Task to carry out>
Only a number is expected here: the count of lines in the data that contain "async".

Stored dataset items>
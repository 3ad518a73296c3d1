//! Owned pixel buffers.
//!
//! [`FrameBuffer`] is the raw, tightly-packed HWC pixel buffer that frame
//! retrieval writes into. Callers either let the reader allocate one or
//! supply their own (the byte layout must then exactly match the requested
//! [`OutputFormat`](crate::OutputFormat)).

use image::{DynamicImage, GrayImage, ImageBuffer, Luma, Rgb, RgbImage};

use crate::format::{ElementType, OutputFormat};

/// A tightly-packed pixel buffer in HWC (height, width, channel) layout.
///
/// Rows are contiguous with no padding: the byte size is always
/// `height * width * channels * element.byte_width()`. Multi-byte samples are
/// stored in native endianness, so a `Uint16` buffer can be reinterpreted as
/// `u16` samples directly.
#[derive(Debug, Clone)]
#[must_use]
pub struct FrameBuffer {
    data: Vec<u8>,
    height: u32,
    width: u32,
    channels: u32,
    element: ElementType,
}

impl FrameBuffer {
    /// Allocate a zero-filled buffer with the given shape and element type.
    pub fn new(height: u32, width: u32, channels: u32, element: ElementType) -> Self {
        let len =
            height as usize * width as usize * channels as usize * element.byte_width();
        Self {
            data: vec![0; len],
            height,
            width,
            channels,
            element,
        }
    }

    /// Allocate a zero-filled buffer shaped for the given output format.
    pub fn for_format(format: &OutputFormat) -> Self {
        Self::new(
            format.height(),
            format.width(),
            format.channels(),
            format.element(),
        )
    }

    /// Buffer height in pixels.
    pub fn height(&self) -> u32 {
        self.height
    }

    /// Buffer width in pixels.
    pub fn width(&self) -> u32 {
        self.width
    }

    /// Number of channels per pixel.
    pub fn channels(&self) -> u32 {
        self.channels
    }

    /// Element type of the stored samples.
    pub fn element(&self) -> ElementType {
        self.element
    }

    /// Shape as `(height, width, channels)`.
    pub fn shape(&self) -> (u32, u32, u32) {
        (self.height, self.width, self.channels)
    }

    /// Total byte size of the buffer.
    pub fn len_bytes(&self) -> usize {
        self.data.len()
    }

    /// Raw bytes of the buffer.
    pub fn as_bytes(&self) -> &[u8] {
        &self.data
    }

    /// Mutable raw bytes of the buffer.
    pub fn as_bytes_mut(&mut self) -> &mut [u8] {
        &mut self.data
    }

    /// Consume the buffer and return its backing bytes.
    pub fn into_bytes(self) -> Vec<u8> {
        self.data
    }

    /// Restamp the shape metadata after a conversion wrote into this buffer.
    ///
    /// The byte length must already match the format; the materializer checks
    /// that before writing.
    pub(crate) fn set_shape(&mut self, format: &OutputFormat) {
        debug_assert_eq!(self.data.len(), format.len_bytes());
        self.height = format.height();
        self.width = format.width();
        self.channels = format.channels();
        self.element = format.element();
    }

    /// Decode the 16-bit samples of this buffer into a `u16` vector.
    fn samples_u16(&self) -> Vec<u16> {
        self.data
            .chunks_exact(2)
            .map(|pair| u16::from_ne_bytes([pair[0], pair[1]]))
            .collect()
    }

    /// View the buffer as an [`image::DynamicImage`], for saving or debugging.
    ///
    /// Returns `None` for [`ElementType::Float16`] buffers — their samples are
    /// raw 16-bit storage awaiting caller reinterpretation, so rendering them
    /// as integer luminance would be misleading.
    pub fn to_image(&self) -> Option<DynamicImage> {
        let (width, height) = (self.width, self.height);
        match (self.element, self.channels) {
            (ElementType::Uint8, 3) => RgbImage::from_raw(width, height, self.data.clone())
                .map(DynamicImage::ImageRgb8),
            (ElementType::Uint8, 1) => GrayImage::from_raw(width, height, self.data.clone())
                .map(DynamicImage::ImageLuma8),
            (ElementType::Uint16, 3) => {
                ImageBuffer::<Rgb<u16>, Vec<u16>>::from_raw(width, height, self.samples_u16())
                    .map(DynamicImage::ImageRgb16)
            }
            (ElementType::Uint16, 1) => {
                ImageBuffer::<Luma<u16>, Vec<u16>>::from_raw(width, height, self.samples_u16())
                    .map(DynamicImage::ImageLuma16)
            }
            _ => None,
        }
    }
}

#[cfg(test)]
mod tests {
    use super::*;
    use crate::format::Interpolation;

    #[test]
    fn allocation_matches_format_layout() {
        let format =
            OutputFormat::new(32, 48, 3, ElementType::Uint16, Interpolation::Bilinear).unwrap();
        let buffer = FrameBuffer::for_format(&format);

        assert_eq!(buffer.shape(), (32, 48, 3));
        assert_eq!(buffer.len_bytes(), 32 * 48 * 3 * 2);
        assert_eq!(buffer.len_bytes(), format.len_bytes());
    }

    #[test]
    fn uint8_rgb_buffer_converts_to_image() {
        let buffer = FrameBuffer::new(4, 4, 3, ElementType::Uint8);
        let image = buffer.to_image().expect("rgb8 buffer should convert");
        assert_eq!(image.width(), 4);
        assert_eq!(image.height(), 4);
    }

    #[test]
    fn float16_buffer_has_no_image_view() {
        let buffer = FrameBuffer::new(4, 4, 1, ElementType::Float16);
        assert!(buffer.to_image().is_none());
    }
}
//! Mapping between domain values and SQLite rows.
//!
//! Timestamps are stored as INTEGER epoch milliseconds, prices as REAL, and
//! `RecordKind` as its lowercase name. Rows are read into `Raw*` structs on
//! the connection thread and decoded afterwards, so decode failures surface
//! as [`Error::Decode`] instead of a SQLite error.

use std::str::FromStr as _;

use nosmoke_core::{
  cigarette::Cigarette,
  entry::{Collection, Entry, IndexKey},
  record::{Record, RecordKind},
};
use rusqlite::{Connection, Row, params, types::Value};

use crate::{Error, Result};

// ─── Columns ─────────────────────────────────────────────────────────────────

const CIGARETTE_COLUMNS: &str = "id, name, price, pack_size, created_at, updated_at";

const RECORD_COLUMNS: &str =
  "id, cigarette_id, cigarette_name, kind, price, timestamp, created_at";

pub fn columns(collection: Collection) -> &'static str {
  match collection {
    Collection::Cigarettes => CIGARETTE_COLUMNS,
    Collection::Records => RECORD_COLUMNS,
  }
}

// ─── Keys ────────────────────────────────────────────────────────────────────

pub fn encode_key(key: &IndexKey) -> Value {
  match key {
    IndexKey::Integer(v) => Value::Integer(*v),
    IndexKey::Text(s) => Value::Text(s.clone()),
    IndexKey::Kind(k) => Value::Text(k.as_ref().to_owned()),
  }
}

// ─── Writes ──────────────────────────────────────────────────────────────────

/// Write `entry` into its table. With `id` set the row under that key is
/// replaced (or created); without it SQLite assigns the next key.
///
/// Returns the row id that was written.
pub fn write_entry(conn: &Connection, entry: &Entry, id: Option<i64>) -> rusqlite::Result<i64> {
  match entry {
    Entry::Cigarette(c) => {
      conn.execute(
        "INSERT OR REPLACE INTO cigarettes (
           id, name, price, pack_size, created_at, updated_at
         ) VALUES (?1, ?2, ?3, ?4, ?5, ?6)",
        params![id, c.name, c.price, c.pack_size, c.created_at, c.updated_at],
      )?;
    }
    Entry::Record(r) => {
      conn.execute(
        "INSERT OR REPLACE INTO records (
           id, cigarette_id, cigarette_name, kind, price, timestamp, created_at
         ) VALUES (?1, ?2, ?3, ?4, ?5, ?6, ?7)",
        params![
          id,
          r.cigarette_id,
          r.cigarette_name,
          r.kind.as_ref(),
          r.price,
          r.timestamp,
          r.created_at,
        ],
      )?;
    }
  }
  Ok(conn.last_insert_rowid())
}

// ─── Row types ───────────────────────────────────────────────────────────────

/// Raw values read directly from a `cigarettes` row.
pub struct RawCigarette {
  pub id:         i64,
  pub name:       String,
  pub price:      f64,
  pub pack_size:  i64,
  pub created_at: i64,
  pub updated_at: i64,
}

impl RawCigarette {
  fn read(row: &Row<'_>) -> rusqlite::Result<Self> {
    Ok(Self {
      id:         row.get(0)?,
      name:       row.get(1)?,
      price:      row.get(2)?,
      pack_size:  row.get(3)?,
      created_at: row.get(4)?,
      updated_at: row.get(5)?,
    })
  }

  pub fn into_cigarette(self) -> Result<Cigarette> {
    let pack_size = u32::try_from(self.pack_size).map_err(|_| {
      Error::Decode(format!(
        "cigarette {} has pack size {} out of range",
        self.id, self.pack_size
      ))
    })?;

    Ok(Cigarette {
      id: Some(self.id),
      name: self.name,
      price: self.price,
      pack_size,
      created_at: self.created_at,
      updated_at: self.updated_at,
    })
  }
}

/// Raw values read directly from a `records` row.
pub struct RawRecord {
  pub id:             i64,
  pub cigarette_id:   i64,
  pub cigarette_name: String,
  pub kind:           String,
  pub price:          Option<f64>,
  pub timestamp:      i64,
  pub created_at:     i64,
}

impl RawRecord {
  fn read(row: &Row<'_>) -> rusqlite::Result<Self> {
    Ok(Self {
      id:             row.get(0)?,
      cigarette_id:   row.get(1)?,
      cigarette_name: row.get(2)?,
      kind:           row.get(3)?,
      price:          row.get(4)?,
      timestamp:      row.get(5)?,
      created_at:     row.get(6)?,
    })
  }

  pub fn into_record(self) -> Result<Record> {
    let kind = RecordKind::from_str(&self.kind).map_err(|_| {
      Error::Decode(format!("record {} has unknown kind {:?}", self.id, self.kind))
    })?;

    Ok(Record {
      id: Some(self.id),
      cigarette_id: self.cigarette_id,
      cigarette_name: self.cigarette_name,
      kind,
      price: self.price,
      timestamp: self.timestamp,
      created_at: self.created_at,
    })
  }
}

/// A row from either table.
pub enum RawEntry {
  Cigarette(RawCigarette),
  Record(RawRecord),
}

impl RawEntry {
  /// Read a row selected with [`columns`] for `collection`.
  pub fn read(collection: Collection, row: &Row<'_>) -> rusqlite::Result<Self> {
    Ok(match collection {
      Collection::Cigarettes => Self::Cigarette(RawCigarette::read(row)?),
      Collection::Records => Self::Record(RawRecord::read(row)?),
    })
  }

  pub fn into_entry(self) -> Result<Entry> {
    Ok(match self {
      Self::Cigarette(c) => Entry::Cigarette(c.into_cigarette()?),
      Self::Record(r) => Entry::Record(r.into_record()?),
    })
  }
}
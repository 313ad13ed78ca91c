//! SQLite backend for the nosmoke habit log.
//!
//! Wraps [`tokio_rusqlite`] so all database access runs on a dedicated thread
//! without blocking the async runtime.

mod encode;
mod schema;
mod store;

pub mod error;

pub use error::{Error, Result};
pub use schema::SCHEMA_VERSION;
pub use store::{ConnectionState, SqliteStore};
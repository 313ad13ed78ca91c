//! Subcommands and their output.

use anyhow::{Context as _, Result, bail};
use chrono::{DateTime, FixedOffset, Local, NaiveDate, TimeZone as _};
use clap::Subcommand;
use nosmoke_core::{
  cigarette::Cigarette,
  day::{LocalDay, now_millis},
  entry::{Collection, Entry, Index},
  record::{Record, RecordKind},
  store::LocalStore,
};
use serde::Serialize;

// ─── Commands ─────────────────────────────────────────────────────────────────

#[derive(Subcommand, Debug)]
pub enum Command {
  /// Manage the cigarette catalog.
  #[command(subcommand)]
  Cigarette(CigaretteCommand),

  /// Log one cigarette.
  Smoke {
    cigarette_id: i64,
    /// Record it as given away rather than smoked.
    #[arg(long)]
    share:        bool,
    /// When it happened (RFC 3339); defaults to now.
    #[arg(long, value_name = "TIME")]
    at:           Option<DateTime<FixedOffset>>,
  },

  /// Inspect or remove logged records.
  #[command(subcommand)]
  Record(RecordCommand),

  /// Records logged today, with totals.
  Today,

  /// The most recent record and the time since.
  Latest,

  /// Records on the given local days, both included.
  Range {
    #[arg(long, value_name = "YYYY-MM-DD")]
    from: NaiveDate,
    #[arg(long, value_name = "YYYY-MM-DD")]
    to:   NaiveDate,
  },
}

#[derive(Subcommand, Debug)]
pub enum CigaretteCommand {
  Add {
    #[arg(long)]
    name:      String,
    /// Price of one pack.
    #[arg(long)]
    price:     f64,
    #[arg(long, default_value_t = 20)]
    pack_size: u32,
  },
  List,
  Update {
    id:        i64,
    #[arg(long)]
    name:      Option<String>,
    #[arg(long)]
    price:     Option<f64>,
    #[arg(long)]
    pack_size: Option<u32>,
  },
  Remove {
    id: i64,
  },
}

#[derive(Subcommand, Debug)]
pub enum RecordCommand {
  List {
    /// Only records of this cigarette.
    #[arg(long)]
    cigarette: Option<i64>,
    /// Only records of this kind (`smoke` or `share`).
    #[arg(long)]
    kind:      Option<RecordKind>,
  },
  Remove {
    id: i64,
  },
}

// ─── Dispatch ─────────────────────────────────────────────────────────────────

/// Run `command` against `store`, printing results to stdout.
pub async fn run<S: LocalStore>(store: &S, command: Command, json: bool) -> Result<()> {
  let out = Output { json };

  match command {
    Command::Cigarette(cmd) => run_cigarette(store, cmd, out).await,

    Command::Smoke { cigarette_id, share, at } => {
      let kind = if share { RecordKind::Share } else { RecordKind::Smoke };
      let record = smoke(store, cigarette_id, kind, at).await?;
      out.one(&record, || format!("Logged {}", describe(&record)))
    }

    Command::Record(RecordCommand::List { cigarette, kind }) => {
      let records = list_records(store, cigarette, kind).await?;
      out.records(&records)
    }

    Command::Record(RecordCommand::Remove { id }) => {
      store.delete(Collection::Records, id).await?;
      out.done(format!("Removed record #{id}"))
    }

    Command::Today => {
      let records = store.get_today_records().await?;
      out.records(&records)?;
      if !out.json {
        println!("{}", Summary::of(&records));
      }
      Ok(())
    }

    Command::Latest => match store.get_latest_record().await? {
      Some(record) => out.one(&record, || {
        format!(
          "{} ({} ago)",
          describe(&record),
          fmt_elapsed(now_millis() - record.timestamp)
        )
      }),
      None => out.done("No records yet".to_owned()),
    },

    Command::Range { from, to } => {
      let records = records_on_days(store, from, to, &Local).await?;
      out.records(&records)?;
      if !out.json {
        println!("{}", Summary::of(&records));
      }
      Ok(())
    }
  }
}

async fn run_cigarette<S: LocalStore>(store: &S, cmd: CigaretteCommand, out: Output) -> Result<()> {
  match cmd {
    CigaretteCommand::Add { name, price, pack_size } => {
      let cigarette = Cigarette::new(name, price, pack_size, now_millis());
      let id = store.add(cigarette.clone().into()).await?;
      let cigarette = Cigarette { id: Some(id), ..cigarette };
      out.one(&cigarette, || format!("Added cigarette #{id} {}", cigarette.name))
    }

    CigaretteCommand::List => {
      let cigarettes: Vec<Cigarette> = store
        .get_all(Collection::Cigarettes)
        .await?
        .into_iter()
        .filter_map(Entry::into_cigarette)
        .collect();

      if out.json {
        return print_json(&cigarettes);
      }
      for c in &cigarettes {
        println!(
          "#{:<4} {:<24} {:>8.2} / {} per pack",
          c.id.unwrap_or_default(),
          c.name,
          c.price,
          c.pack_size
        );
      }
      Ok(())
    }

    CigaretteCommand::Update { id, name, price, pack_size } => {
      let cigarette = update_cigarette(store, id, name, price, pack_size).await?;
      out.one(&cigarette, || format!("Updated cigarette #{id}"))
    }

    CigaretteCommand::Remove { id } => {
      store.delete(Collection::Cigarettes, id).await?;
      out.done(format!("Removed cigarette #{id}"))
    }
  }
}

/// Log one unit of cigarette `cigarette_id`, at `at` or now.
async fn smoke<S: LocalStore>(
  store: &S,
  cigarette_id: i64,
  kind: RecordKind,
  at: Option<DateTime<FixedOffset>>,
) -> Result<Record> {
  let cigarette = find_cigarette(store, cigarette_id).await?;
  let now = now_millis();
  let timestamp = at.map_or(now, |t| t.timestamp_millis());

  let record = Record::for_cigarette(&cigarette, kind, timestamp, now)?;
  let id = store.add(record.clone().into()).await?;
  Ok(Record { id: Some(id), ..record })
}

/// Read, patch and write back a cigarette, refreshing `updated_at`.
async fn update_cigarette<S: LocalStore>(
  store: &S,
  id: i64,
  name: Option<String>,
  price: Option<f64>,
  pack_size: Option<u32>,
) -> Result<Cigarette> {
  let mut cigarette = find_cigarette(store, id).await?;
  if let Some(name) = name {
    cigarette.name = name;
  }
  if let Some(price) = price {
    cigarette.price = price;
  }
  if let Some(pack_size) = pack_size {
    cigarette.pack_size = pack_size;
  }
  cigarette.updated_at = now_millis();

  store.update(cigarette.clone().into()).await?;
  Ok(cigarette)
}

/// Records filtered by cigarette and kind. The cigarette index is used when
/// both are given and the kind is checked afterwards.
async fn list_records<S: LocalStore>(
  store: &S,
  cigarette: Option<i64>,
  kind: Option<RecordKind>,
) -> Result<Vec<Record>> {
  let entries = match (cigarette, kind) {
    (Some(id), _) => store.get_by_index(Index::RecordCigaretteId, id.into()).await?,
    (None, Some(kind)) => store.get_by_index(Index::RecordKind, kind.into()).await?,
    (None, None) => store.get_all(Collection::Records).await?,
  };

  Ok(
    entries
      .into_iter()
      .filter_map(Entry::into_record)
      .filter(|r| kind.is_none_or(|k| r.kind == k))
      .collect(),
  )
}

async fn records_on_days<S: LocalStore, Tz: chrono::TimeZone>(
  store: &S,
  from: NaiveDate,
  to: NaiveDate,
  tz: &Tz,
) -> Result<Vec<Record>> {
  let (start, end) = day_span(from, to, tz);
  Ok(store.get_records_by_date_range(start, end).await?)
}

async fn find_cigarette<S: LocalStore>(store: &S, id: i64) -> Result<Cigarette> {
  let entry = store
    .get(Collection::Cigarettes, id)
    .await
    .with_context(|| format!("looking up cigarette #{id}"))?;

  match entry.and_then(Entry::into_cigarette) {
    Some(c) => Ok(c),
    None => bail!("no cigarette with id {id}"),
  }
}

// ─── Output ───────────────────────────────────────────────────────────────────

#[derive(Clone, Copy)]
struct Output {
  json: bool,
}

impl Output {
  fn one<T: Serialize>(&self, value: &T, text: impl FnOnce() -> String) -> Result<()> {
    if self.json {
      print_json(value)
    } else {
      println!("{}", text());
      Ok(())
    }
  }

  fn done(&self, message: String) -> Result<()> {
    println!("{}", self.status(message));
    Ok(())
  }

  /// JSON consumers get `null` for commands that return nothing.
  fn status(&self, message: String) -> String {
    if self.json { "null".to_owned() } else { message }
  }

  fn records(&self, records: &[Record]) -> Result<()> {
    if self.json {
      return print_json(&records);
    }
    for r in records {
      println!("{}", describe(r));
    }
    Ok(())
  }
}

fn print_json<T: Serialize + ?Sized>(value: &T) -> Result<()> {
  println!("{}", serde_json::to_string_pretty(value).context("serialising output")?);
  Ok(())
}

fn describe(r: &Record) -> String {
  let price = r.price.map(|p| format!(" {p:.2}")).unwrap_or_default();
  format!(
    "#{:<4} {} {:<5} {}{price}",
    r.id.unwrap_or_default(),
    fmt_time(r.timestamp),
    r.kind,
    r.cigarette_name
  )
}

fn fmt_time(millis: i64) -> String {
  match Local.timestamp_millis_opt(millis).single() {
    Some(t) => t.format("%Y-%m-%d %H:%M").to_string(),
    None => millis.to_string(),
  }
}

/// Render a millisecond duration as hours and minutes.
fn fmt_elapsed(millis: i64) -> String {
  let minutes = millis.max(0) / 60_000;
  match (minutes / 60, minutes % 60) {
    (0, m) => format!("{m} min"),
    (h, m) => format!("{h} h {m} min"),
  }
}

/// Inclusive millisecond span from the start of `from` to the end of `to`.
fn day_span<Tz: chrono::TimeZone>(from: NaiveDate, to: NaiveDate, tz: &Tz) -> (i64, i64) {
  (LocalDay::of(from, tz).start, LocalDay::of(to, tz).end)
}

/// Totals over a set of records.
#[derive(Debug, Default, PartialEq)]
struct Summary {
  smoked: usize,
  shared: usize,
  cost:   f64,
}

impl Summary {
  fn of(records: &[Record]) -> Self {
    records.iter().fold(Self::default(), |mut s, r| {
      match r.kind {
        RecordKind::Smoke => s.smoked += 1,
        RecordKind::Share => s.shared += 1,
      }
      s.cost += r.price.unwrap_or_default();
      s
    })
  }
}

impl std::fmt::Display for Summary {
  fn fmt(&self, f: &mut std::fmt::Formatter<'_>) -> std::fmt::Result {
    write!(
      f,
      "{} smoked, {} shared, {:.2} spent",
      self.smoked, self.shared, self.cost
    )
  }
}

Answer for the task>
8